From the tables below, our top spenders don’t make us the most money, but customers who make us the most (total_revenue) may not be the best spenders. This goes to show that revenue does not correlate with spending.

top customers by revenue and spending

2.0 What are the main sources of revenue for the company?

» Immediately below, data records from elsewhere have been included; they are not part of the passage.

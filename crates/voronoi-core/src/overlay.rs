// File: crates/voronoi-core/src/overlay.rs
// Summary: Invisible hit regions (one closed path per cell) and hover enter/leave routing.

use skia_safe as skia;

use crate::focus::FocusIndicator;
use crate::partition::Cell;
use crate::series::Point;
use crate::theme::Theme;
use crate::types::ScreenPoint;

/// Slack (px) for pointers that land exactly on a shared edge.
const BOUNDARY_TOL: f64 = 1e-6;

/// What a hover callback receives.
///
/// `focus` and `stack` are only set when the layer runs in focus mode; otherwise the
/// callback gets just the point.
pub struct HoverEvent<'a, D> {
    pub point: &'a Point<D>,
    /// Screen position of the hovered point.
    pub site: ScreenPoint,
    pub focus: Option<&'a mut FocusIndicator>,
    pub stack: Option<bool>,
}

pub type HoverFn<D> = Box<dyn FnMut(HoverEvent<'_, D>)>;

pub struct HoverCallbacks<D> {
    pub on_mouse_over: HoverFn<D>,
    pub on_mouse_out: HoverFn<D>,
}

impl<D> Default for HoverCallbacks<D> {
    fn default() -> Self {
        Self { on_mouse_over: Box::new(|_| {}), on_mouse_out: Box::new(|_| {}) }
    }
}

impl<D> HoverCallbacks<D> {
    pub fn new() -> Self { Self::default() }

    pub fn on_mouse_over(mut self, f: impl FnMut(HoverEvent<'_, D>) + 'static) -> Self {
        self.on_mouse_over = Box::new(f);
        self
    }

    pub fn on_mouse_out(mut self, f: impl FnMut(HoverEvent<'_, D>) + 'static) -> Self {
        self.on_mouse_out = Box::new(f);
        self
    }

    /// Move the focus indicator onto the hovered point, park it again on leave.
    pub fn track_focus() -> Self {
        Self::new()
            .on_mouse_over(|ev| {
                if let Some(focus) = ev.focus {
                    focus.reposition(ev.site.x, ev.site.y);
                }
            })
            .on_mouse_out(|ev| {
                if let Some(focus) = ev.focus {
                    focus.hide();
                }
            })
    }
}

/// A cell plus the closed path used to hit-test and draw it.
pub struct HitRegion<D> {
    cell: Cell<D>,
    path: skia::Path,
}

impl<D> HitRegion<D> {
    fn new(cell: Cell<D>) -> Self {
        let mut path = skia::Path::new();
        if let Some((first, rest)) = cell.polygon.split_first() {
            path.move_to((first.x as f32, first.y as f32));
            for v in rest {
                path.line_to((v.x as f32, v.y as f32));
            }
            path.close();
        }
        Self { cell, path }
    }

    pub fn cell(&self) -> &Cell<D> { &self.cell }
    pub fn path(&self) -> &skia::Path { &self.path }

    pub fn contains(&self, p: ScreenPoint) -> bool {
        self.path.contains((p.x as f32, p.y as f32))
    }
}

/// The current set of hit regions. Contents are only ever replaced wholesale.
pub struct HitOverlay<D> {
    regions: Vec<HitRegion<D>>,
    hovered: Option<usize>,
    callbacks: HoverCallbacks<D>,
    generation: u64,
}

impl<D> HitOverlay<D> {
    pub fn new(callbacks: HoverCallbacks<D>) -> Self {
        Self { regions: Vec::new(), hovered: None, callbacks, generation: 0 }
    }

    pub fn set_callbacks(&mut self, callbacks: HoverCallbacks<D>) {
        self.callbacks = callbacks;
    }

    /// Drop every region. Removed shapes emit no leave event, so hover state is reset
    /// without calling back.
    pub fn clear(&mut self) {
        self.regions.clear();
        self.hovered = None;
    }

    /// Replace the contents with one region per cell (clearing first).
    pub fn set_cells(&mut self, cells: Vec<Cell<D>>) {
        self.clear();
        self.regions = cells.into_iter().map(HitRegion::new).collect();
        self.generation += 1;
    }

    /// Number of times contents were replaced.
    pub fn generation(&self) -> u64 { self.generation }
    pub fn regions(&self) -> &[HitRegion<D>] { &self.regions }
    pub fn len(&self) -> usize { self.regions.len() }
    pub fn is_empty(&self) -> bool { self.regions.is_empty() }

    pub fn cells(&self) -> impl Iterator<Item = &Cell<D>> {
        self.regions.iter().map(|r| &r.cell)
    }

    pub fn hovered(&self) -> Option<&Cell<D>> {
        self.hovered.map(|i| &self.regions[i].cell)
    }

    /// Index of the region under `(x, y)`.
    pub fn hit_test(&self, x: f64, y: f64) -> Option<usize> {
        let p = ScreenPoint::new(x, y);
        self.regions
            .iter()
            .position(|r| r.contains(p))
            .or_else(|| self.regions.iter().position(|r| r.cell.contains(p, BOUNDARY_TOL)))
    }

    /// Route a pointer position: fires `on_mouse_out` for the region being left, then
    /// `on_mouse_over` for the one entered. Passing `focus` selects focus mode.
    pub fn pointer_move(&mut self, x: f64, y: f64, mut focus: Option<&mut FocusIndicator>, stack: bool) -> Option<&Cell<D>> {
        let next = self.hit_test(x, y);
        if next != self.hovered {
            if let Some(prev) = self.hovered.take() {
                self.emit_out(prev, focus.as_deref_mut(), stack);
            }
            if let Some(idx) = next {
                self.emit_over(idx, focus.as_deref_mut(), stack);
            }
            self.hovered = next;
        }
        self.hovered()
    }

    /// Pointer left the overlay entirely.
    pub fn pointer_leave(&mut self, focus: Option<&mut FocusIndicator>, stack: bool) {
        if let Some(prev) = self.hovered.take() {
            self.emit_out(prev, focus, stack);
        }
    }

    fn emit_over(&mut self, idx: usize, focus: Option<&mut FocusIndicator>, stack: bool) {
        let cell = &self.regions[idx].cell;
        tracing::trace!("hover: enter cell {} at ({:.1}, {:.1})", idx, cell.site.x, cell.site.y);
        let stack = focus.is_some().then_some(stack);
        (self.callbacks.on_mouse_over)(HoverEvent { point: &cell.point, site: cell.site, focus, stack });
    }

    fn emit_out(&mut self, idx: usize, focus: Option<&mut FocusIndicator>, stack: bool) {
        let cell = &self.regions[idx].cell;
        tracing::trace!("hover: leave cell {}", idx);
        let stack = focus.is_some().then_some(stack);
        (self.callbacks.on_mouse_out)(HoverEvent { point: &cell.point, site: cell.site, focus, stack });
    }

    /// Draw the regions. They are invisible unless `show_cells` is set, in which case
    /// outlines, sites and the hovered cell are painted for debugging.
    pub fn draw(&self, canvas: &skia::Canvas, theme: &Theme, show_cells: bool) {
        let mut hidden = skia::Paint::default();
        hidden.set_style(skia::paint::Style::Fill);
        hidden.set_color(skia::Color::TRANSPARENT);
        for r in &self.regions {
            canvas.draw_path(&r.path, &hidden);
        }
        if !show_cells {
            return;
        }

        if let Some(i) = self.hovered {
            let mut hover = skia::Paint::default();
            hover.set_anti_alias(true);
            hover.set_style(skia::paint::Style::Fill);
            hover.set_color(theme.cell_hover);
            canvas.draw_path(&self.regions[i].path, &hover);
        }

        let mut stroke = skia::Paint::default();
        stroke.set_anti_alias(true);
        stroke.set_style(skia::paint::Style::Stroke);
        stroke.set_stroke_width(1.0);
        stroke.set_color(theme.cell_stroke);

        let mut dot = skia::Paint::default();
        dot.set_anti_alias(true);
        dot.set_color(theme.site);

        for r in &self.regions {
            canvas.draw_path(&r.path, &stroke);
            canvas.draw_circle((r.cell.site.x as f32, r.cell.site.y as f32), 2.0, &dot);
        }
    }
}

--Revenue breakdown by revenue types

SELECT

    SUM(cob.rev_data_total) AS data_revenue,

    SUM(cob.rev_voice_int) AS voice_revenue,

    SUM(cob.rev_other_vas) AS vas_revenue,

    SUM(cob.rev_rentals) AS rentals_revenue

FROM dbo.current_offers_balance cob;

2.1 Result

Voice is the major revenue source of the company. However, we are losing a lot of money from rentals. This means our customers borrow data, voice, and value-added services from us; this borrowing of services is causing us to lose potential revenue.

3.0 Do we make more money from incoming calls and texts sent to our customers, or otherwise?

--percentage of total revenue from services coming in Vs out

SELECT

        (SUM(tot_rev_in) / SUM(tot_rev)) * 100 AS total_rev_in_percentage,

        (SUM(tot_rev_out) / SUM(tot_rev)) * 100 AS total_rev_out_percentage

FROM dbo.current_offers_balance;

3.1 Result

We make more money from outgoing services when our customers send text messages to outside networks or when our customers make calls to other networks.

4.0 How much money have we lost from customers who left (churned).

-- Calculate total revenue for each distinct value of status (pie chart)

SELECT

    'ACTIVE' AS status, SUM(tot_rev) AS tot_rev

FROM dbo.current_offers_balance

WHERE status = 'ACTIVE'
UNION ALL
SELECT

    'DORMANT & INACTIVE' AS status, SUM(tot_rev) AS tot_rev

FROM dbo.current_offers_balance

WHERE status IN ('DORMANT', 'INACTIVE')


UNION ALL


SELECT

    'CHURNED' AS status, SUM(tot_rev) AS tot_rev

FROM dbo.current_offers_balance

WHERE status IN ('CHURNED', 'CHURN');

4.1 Result

From the table below, it appears that we didn’t make much money from customers who left or churned; compared to revenue from our active customers.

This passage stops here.